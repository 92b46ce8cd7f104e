//! Entity and encounter identifiers.

use crate::{UuidError, UuidResult};
use chrono::{DateTime, Duration, Utc};
use std::{fmt, str::FromStr};

/// Re-exported for convenience.
pub use ::uuid::Uuid;

/// Canonical identifier for an entity inside a consultation record.
///
/// Once constructed the inner UUID is guaranteed to display in canonical form.
///
/// # Construction
/// - [`EntityId::new`] generates a fresh identifier (editors call this when creating an entity).
/// - [`EntityId::parse`] validates an externally supplied identifier.
#[derive(Clone, Copy, Debug, PartialEq, Eq, Hash, PartialOrd, Ord)]
pub struct EntityId(Uuid);

impl Default for EntityId {
    fn default() -> Self {
        Self::new()
    }
}

impl EntityId {
    /// Generates a new random (v4) identifier.
    pub fn new() -> Self {
        Self(Uuid::new_v4())
    }

    /// Validates and parses an identifier that must already be canonical.
    ///
    /// # Errors
    ///
    /// Returns [`UuidError::InvalidInput`] if `input` is not 32 lowercase hex characters.
    pub fn parse(input: &str) -> UuidResult<Self> {
        if !Self::is_canonical(input) {
            return Err(UuidError::InvalidInput(format!(
                "identifier must be 32 lowercase hex characters without hyphens, got: '{}'",
                input
            )));
        }
        Uuid::parse_str(input)
            .map(Self)
            .map_err(|e| UuidError::InvalidInput(e.to_string()))
    }

    pub fn uuid(&self) -> Uuid {
        self.0
    }

    /// Purely syntactic check for the canonical form.
    pub fn is_canonical(input: &str) -> bool {
        input.len() == 32
            && input
                .bytes()
                .all(|b| matches!(b, b'0'..=b'9' | b'a'..=b'f'))
    }
}

impl fmt::Display for EntityId {
    fn fmt(&self, f: &mut fmt::Formatter<'_>) -> fmt::Result {
        write!(f, "{}", self.0.simple())
    }
}

impl FromStr for EntityId {
    type Err = UuidError;

    fn from_str(s: &str) -> Result<Self, Self::Err> {
        EntityId::parse(s)
    }
}

#[cfg(feature = "serde")]
impl serde::Serialize for EntityId {
    fn serialize<S>(&self, serializer: S) -> Result<S::Ok, S::Error>
    where
        S: serde::Serializer,
    {
        serializer.collect_str(self)
    }
}

#[cfg(feature = "serde")]
impl<'de> serde::Deserialize<'de> for EntityId {
    fn deserialize<D>(deserializer: D) -> Result<Self, D::Error>
    where
        D: serde::Deserializer<'de>,
    {
        let s = String::deserialize(deserializer)?;
        EntityId::parse(&s).map_err(serde::de::Error::custom)
    }
}

/// A time-prefixed encounter identifier.
///
/// Format: `YYYYMMDDTHHMMSS.mmmZ-<canonical uuid>`
///
/// Example: `20260111T143522.045Z-550e8400e29b41d4a716446655440000`
#[derive(Clone, Debug, PartialEq, Eq, Hash)]
pub struct EncounterId {
    started_at: DateTime<Utc>,
    uuid: EntityId,
}

impl EncounterId {
    /// Generates a new encounter identifier stamped with the current time.
    ///
    /// When `previous` is given the new timestamp is strictly greater than it (by at least
    /// 1 ms), so ids issued by one workstation keep their order even if the clock stalls.
    pub fn generate(previous: Option<&EncounterId>) -> Self {
        let now = Utc::now();

        let started_at = match previous {
            Some(prev) if now <= prev.started_at => prev.started_at + Duration::milliseconds(1),
            _ => now,
        };

        Self {
            started_at,
            uuid: EntityId::new(),
        }
    }

    pub fn started_at(&self) -> DateTime<Utc> {
        self.started_at
    }

    pub fn uuid(&self) -> &EntityId {
        &self.uuid
    }
}

impl FromStr for EncounterId {
    type Err = UuidError;

    fn from_str(s: &str) -> Result<Self, Self::Err> {
        let (ts_str, uuid_str) = s.split_once('-').ok_or_else(|| {
            UuidError::InvalidInput(format!("invalid encounter id format: '{}'", s))
        })?;

        let ts_no_z = ts_str.strip_suffix('Z').ok_or_else(|| {
            UuidError::InvalidInput(format!("timestamp must end with 'Z': '{}'", ts_str))
        })?;

        let naive =
            chrono::NaiveDateTime::parse_from_str(ts_no_z, "%Y%m%dT%H%M%S%.3f").map_err(|e| {
                UuidError::InvalidInput(format!("invalid timestamp '{}': {}", ts_str, e))
            })?;

        Ok(Self {
            started_at: DateTime::<Utc>::from_naive_utc_and_offset(naive, Utc),
            uuid: EntityId::parse(uuid_str)?,
        })
    }
}

impl fmt::Display for EncounterId {
    fn fmt(&self, f: &mut fmt::Formatter<'_>) -> fmt::Result {
        write!(
            f,
            "{}-{}",
            self.started_at.format("%Y%m%dT%H%M%S%.3fZ"),
            self.uuid
        )
    }
}

#[cfg(feature = "serde")]
impl serde::Serialize for EncounterId {
    fn serialize<S>(&self, serializer: S) -> Result<S::Ok, S::Error>
    where
        S: serde::Serializer,
    {
        serializer.collect_str(self)
    }
}

#[cfg(feature = "serde")]
impl<'de> serde::Deserialize<'de> for EncounterId {
    fn deserialize<D>(deserializer: D) -> Result<Self, D::Error>
    where
        D: serde::Deserializer<'de>,
    {
        let s = String::deserialize(deserializer)?;
        s.parse().map_err(serde::de::Error::custom)
    }
}

#[cfg(test)]
mod tests {
    use super::*;

    #[test]
    fn new_generates_canonical_id() {
        let id = EntityId::new();
        let canonical = id.to_string();

        assert_eq!(canonical.len(), 32);
        assert!(EntityId::is_canonical(&canonical));
    }

    #[test]
    fn generated_ids_are_distinct() {
        let a = EntityId::new();
        let b = EntityId::new();
        assert_ne!(a, b);
    }

    #[test]
    fn parse_round_trips_canonical_input() {
        let canonical = "550e8400e29b41d4a716446655440000";
        let id = EntityId::parse(canonical).unwrap();
        assert_eq!(id.to_string(), canonical);
    }

    #[test]
    fn parse_rejects_non_canonical_forms() {
        for input in [
            "550e8400-e29b-41d4-a716-446655440000",
            "550E8400E29B41D4A716446655440000",
            "550e8400e29b41d4a71644665544000",
            "550e8400e29b41d4a7164466554400000",
            "550e8400e29b41d4a716446655440zzz",
            "",
        ] {
            let err = EntityId::parse(input).expect_err("should reject");
            assert!(matches!(err, UuidError::InvalidInput(msg) if msg.contains("32 lowercase hex")));
        }
    }

    #[test]
    fn entity_id_serde_uses_canonical_string() {
        let id = EntityId::parse("00000000000000000000000000000001").unwrap();
        let json = serde_json::to_string(&id).unwrap();
        assert_eq!(json, "\"00000000000000000000000000000001\"");

        let back: EntityId = serde_json::from_str(&json).unwrap();
        assert_eq!(back, id);

        assert!(serde_json::from_str::<EntityId>("\"not-an-id\"").is_err());
    }

    #[test]
    fn encounter_id_display_and_parse() {
        let input = "20260111T143522.045Z-550e8400e29b41d4a716446655440000";
        let id: EncounterId = input.parse().unwrap();

        assert_eq!(id.to_string(), input);
        assert_eq!(
            id.uuid().to_string(),
            "550e8400e29b41d4a716446655440000"
        );
        assert_eq!(
            id.started_at().format("%Y-%m-%d %H:%M:%S%.3f").to_string(),
            "2026-01-11 14:35:22.045"
        );
    }

    #[test]
    fn encounter_id_rejects_missing_z_suffix() {
        let err = "20260111T143522.045-550e8400e29b41d4a716446655440000"
            .parse::<EncounterId>()
            .unwrap_err();
        assert!(matches!(err, UuidError::InvalidInput(msg) if msg.contains("must end with 'Z'")));
    }

    #[test]
    fn encounter_id_generate_is_strictly_monotonic() {
        let future = EncounterId {
            started_at: Utc::now() + Duration::seconds(5),
            uuid: EntityId::new(),
        };

        let next = EncounterId::generate(Some(&future));
        assert_eq!(
            next.started_at(),
            future.started_at() + Duration::milliseconds(1)
        );
        assert_ne!(next.uuid(), future.uuid());
    }
}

• What the task requires: Proceeding from the line containing "externally supplied identifier." through the line containing "pub fn is_canonical(input: &str)", transcribe the lines above exactly, both end lines included.

• Result:
/// - [`EntityId::parse`] validates an externally supplied identifier.
#[derive(Clone, Copy, Debug, PartialEq, Eq, Hash, PartialOrd, Ord)]
pub struct EntityId(Uuid);

impl Default for EntityId {
    fn default() -> Self {
        Self::new()
    }
}

impl EntityId {
    /// Generates a new random (v4) identifier.
    pub fn new() -> Self {
        Self(Uuid::new_v4())
    }

    /// Validates and parses an identifier that must already be canonical.
    ///
    /// # Errors
    ///
    /// Returns [`UuidError::InvalidInput`] if `input` is not 32 lowercase hex characters.
    pub fn parse(input: &str) -> UuidResult<Self> {
        if !Self::is_canonical(input) {
            return Err(UuidError::InvalidInput(format!(
                "identifier must be 32 lowercase hex characters without hyphens, got: '{}'",
                input
            )));
        }
        Uuid::parse_str(input)
            .map(Self)
            .map_err(|e| UuidError::InvalidInput(e.to_string()))
    }

    pub fn uuid(&self) -> Uuid {
        self.0
    }

    /// Purely syntactic check for the canonical form.
    pub fn is_canonical(input: &str) -> bool {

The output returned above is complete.